Si tratta della prassi di "assumere" - si fa per dire - giovani farmacisti regolarmente laureati, abilitati e iscritti all'albo dell'Ordine, per lo svolgimento nelle farmacie aperte al pubblico di un periodo semestrale di "tirocinio formativo e di orientamento" mediante l'intermediazione di "enti promotori" e con una sorta di accreditamento da parte della regione con la qualifica di "operatore del punto vendita" per lo svolgimento dell'attività di "vendita e assistenza ai clienti". Operando nelle farmacie, che sono paradigmaticamente il "punto vendita" dei medicinali, e dove "l'assistenza ai clienti" non è altro che l'attività di informazione sui medicinali e di educazione sanitaria, a questi tirocinanti viene corrisposta un'indennità minima di 450 euro mensili (raramente e volontariamente superata), in parte, come sembra, rimborsata dalla Regione. Quelle effettivamente svolte sono, infatti, attività tipiche del farmacista che non possono essere esercitate da generici "operatori del punto vendita". Con questo termine si viene così a perpetrare un equivoco, che potrebbe sfociare anche nel reato di falso ideologico di cui agli artt. 479-483 del codice penale. I suddetti tirocinanti operano nelle farmacie ed indossano il camice bianco ed il distintivo professionale e svolgono quindi in piena legittimità la professione. L'ipotesi di falso ideologico, che ho sollevato, nasce infatti dalla falsa presunzione, da parte della regione e dell'ente promotore, che a detti professionisti siano affidate mansioni di magazziniere, ovvero di commesso addetto alla vendita di prodotti non medicinali. Di questa situazione, insostenibile sotto il profilo deontologico, ne sono informati diversi attori oltre al Presidente della Federazione degli Ordini. La Fofi è infatti autrice di ben due circolari riguardanti situazioni del tutto paragonabili a questa: una risalente al 1988 ed una al 2012 a firma, quest'ultima, del Presidente Andrea Mandelli. Nelle due circolari infatti si ritiene incompatibile con il codice deontologico (art. 18) la presenza in farmacia di farmacisti iscritti all'albo non retribuiti o retribuiti forfetariamente, ancorché per svolgere tirocini o pratica professionale.

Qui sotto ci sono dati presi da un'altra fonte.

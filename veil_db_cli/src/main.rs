use std::io::{self, Write};

use tracing_subscriber::EnvFilter;
use veil_db_core::parser::parser::parse;
use veil_db_core::Database;

const HELP: &[(&str, &str, &str)] = &[
    (
        "create table",
        "CREATE TABLE <table> (<col> <type> [NOT NULL], ..., PRIMARY KEY (<cols>), UNIQUE (<cols>));",
        "CREATE TABLE users (id INTEGER NOT NULL, name STRING, age INTEGER, PRIMARY KEY (id), UNIQUE (name));",
    ),
    ("drop table", "DROP TABLE <table>;", "DROP TABLE users;"),
    (
        "drop column",
        "DROP COLUMN <table> <column>;",
        "DROP COLUMN users age;",
    ),
    (
        "insert",
        "INSERT INTO <table> (col1, col2, ...) VALUES (val1, val2, ...);",
        "INSERT INTO users (id, name, age) VALUES ('1', 'Alice', '30');",
    ),
    (
        "select",
        "SELECT <col1, col2, ...> FROM <table> [WHERE <condition>];",
        "SELECT * FROM users WHERE id = 1;",
    ),
    (
        "update",
        "UPDATE <table> SET <col1> = <val1>, ... WHERE <condition>;",
        "UPDATE users SET name = 'Alicia', age = '31' WHERE id = 1;",
    ),
    (
        "delete",
        "DELETE FROM <table> WHERE <condition>;",
        "DELETE FROM users WHERE id = 1;",
    ),
    (
        "flush",
        "FLUSH <filename> <key>;",
        "FLUSH database.db mysecretkey;",
    ),
    (
        "load",
        "LOAD <filename> <key>;",
        "LOAD database.db mysecretkey;",
    ),
];

fn print_help(topic: &str) {
    let topic = topic.trim().to_lowercase();
    if topic.is_empty() {
        println!("Available commands and their usage:");
        for (name, usage, example) in HELP {
            println!("Command: {name}");
            println!("  Usage: {usage}");
            println!("  Example: {example}");
            println!();
        }
        println!("  parse <cmd>   -> show parsed Command (debug)");
        println!("  exit|quit     -> quit");
        return;
    }
    match HELP.iter().find(|(name, _, _)| *name == topic) {
        Some((name, usage, example)) => {
            println!("Help for command '{name}':");
            println!("  Usage: {usage}");
            println!("  Example: {example}");
        }
        None => eprintln!("No help available for command: {topic}"),
    }
}

/// Matches `help` as a whole word (any case), returning the topic that
/// follows it. Inputs like `helpful` are left for the parser.
fn help_topic(input: &str) -> Option<&str> {
    let mut parts = input.splitn(2, char::is_whitespace);
    let head = parts.next()?;
    if !head.eq_ignore_ascii_case("help") {
        return None;
    }
    Some(parts.next().unwrap_or(""))
}

fn main() {
    tracing_subscriber::fmt()
        .with_env_filter(EnvFilter::from_default_env())
        .with_writer(io::stderr)
        .init();

    let mut db = Database::new();

    println!("veil_db_cli (type 'help' or 'exit')");

    loop {
        print!("db> ");
        if io::stdout().flush().is_err() {
            break;
        }

        let mut line = String::new();
        match io::stdin().read_line(&mut line) {
            Ok(0) => break,
            Ok(_) => {}
            Err(_) => {
                eprintln!("Failed to read input");
                continue;
            }
        }

        let input = line.trim();
        if input.is_empty() {
            continue;
        }

        if input.eq_ignore_ascii_case("exit") || input.eq_ignore_ascii_case("quit") {
            break;
        }

        if let Some(topic) = help_topic(input) {
            print_help(topic);
            continue;
        }

        // ---- PARSE DEBUG MODE ----
        if let Some(rest) = input.strip_prefix("parse ") {
            match parse(rest) {
                Ok(cmd) => println!("Parsed as: {cmd:?}"),
                Err(e) => eprintln!("Parse error: {e}"),
            }
            continue;
        }

        // ---- NORMAL EXECUTION MODE ----
        match db.execute(input) {
            Ok(out) => println!("{out}"),
            Err(err) => eprintln!("{err}"),
        }
    }

    println!("Exiting.");
}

Aggiungo che la situazione che si determina è particolarmente grave per le ripercussioni che ha sull'occupazione in quanto, terminato un tirocinio semestrale, la farmacia può accogliere, senza soluzione di continuità, altri giovani farmacisti i quali, terminato il periodo, andranno ad accrescere il numero dei disoccupati, tra i quali vi sono anche farmacisti con una buona esperienza. A ciò si aggiunge il danno dovuto all'incerta possibilità di ottenere la certificazione dell'esercizio professionale svolto, da parte del servizio farmaceutico ovvero di vedersi smentita dalla stessa ASL l'attività come farmacista in caso di autocertificazione.
La soluzione, da prendere seriamente in esame, è quindi di ordine legislativo, nazionale e regionale (si badi bene che, con forme non sempre uguali a quelle dell'Emilia-Romagna, situazioni simili sono presenti in quasi tutte le regioni italiane), con la semplice introduzione del divieto di estendere agli iscritti agli ordini professionali (anche per le professioni diverse da quella di farmacista) lo svolgimento di tirocini di formazione ed orientamento.